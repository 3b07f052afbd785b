//! YANG built-in leaf types
//!
//! This module declares the value types a leaf or leaf-list can carry. The
//! validation engine never parses values for their own sake; the declared
//! type only decides how two values are compared (see
//! [`builtins`](super::builtins)).

use std::fmt;

// =============================================================================
// Leaf Type
// =============================================================================

/// Declared value type of a leaf or leaf-list
#[derive(Debug, Clone, PartialEq, Eq)]
pub enum LeafType {
    /// int8
    Int8,
    /// int16
    Int16,
    /// int32
    Int32,
    /// int64
    Int64,
    /// uint8
    Uint8,
    /// uint16
    Uint16,
    /// uint32
    Uint32,
    /// uint64
    Uint64,
    /// decimal64 with the given number of fraction digits
    Decimal64 {
        /// fraction-digits statement (1..=18)
        fraction_digits: u8,
    },
    /// string
    String,
    /// boolean
    Boolean,
    /// enumeration with its enum names
    Enumeration(Vec<String>),
    /// bits with the declared bit names
    Bits(Vec<String>),
    /// binary (base64 encoded)
    Binary,
    /// empty
    Empty,
    /// identityref
    IdentityRef,
    /// instance-identifier
    InstanceIdentifier,
    /// leafref, compared under the referred leaf's type
    LeafRef(Box<LeafType>),
    /// union of member types, in declaration order
    Union(Vec<LeafType>),
}

impl LeafType {
    /// Inclusive range of an integer type, `None` for non-integer types
    pub fn integer_range(&self) -> Option<(i128, i128)> {
        match self {
            LeafType::Int8 => Some((i8::MIN as i128, i8::MAX as i128)),
            LeafType::Int16 => Some((i16::MIN as i128, i16::MAX as i128)),
            LeafType::Int32 => Some((i32::MIN as i128, i32::MAX as i128)),
            LeafType::Int64 => Some((i64::MIN as i128, i64::MAX as i128)),
            LeafType::Uint8 => Some((0, u8::MAX as i128)),
            LeafType::Uint16 => Some((0, u16::MAX as i128)),
            LeafType::Uint32 => Some((0, u32::MAX as i128)),
            LeafType::Uint64 => Some((0, u64::MAX as i128)),
            _ => None,
        }
    }

    /// Check if this is one of the integer types
    pub fn is_integer(&self) -> bool {
        self.integer_range().is_some()
    }

    /// The YANG keyword naming this type
    pub fn name(&self) -> &'static str {
        match self {
            LeafType::Int8 => "int8",
            LeafType::Int16 => "int16",
            LeafType::Int32 => "int32",
            LeafType::Int64 => "int64",
            LeafType::Uint8 => "uint8",
            LeafType::Uint16 => "uint16",
            LeafType::Uint32 => "uint32",
            LeafType::Uint64 => "uint64",
            LeafType::Decimal64 { .. } => "decimal64",
            LeafType::String => "string",
            LeafType::Boolean => "boolean",
            LeafType::Enumeration(_) => "enumeration",
            LeafType::Bits(_) => "bits",
            LeafType::Binary => "binary",
            LeafType::Empty => "empty",
            LeafType::IdentityRef => "identityref",
            LeafType::InstanceIdentifier => "instance-identifier",
            LeafType::LeafRef(_) => "leafref",
            LeafType::Union(_) => "union",
        }
    }
}

impl fmt::Display for LeafType {
    fn fmt(&self, f: &mut fmt::Formatter<'_>) -> fmt::Result {
        f.write_str(self.name())
    }
}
• • • •
__Task prompt__
When a line in the records holds the string "types", copy that line.

__Task answer__
//! YANG built-in leaf types
//! This module declares the value types a leaf or leaf-list can carry. The
    /// union of member types, in declaration order
    /// Inclusive range of an integer type, `None` for non-integer types
    /// Check if this is one of the integer types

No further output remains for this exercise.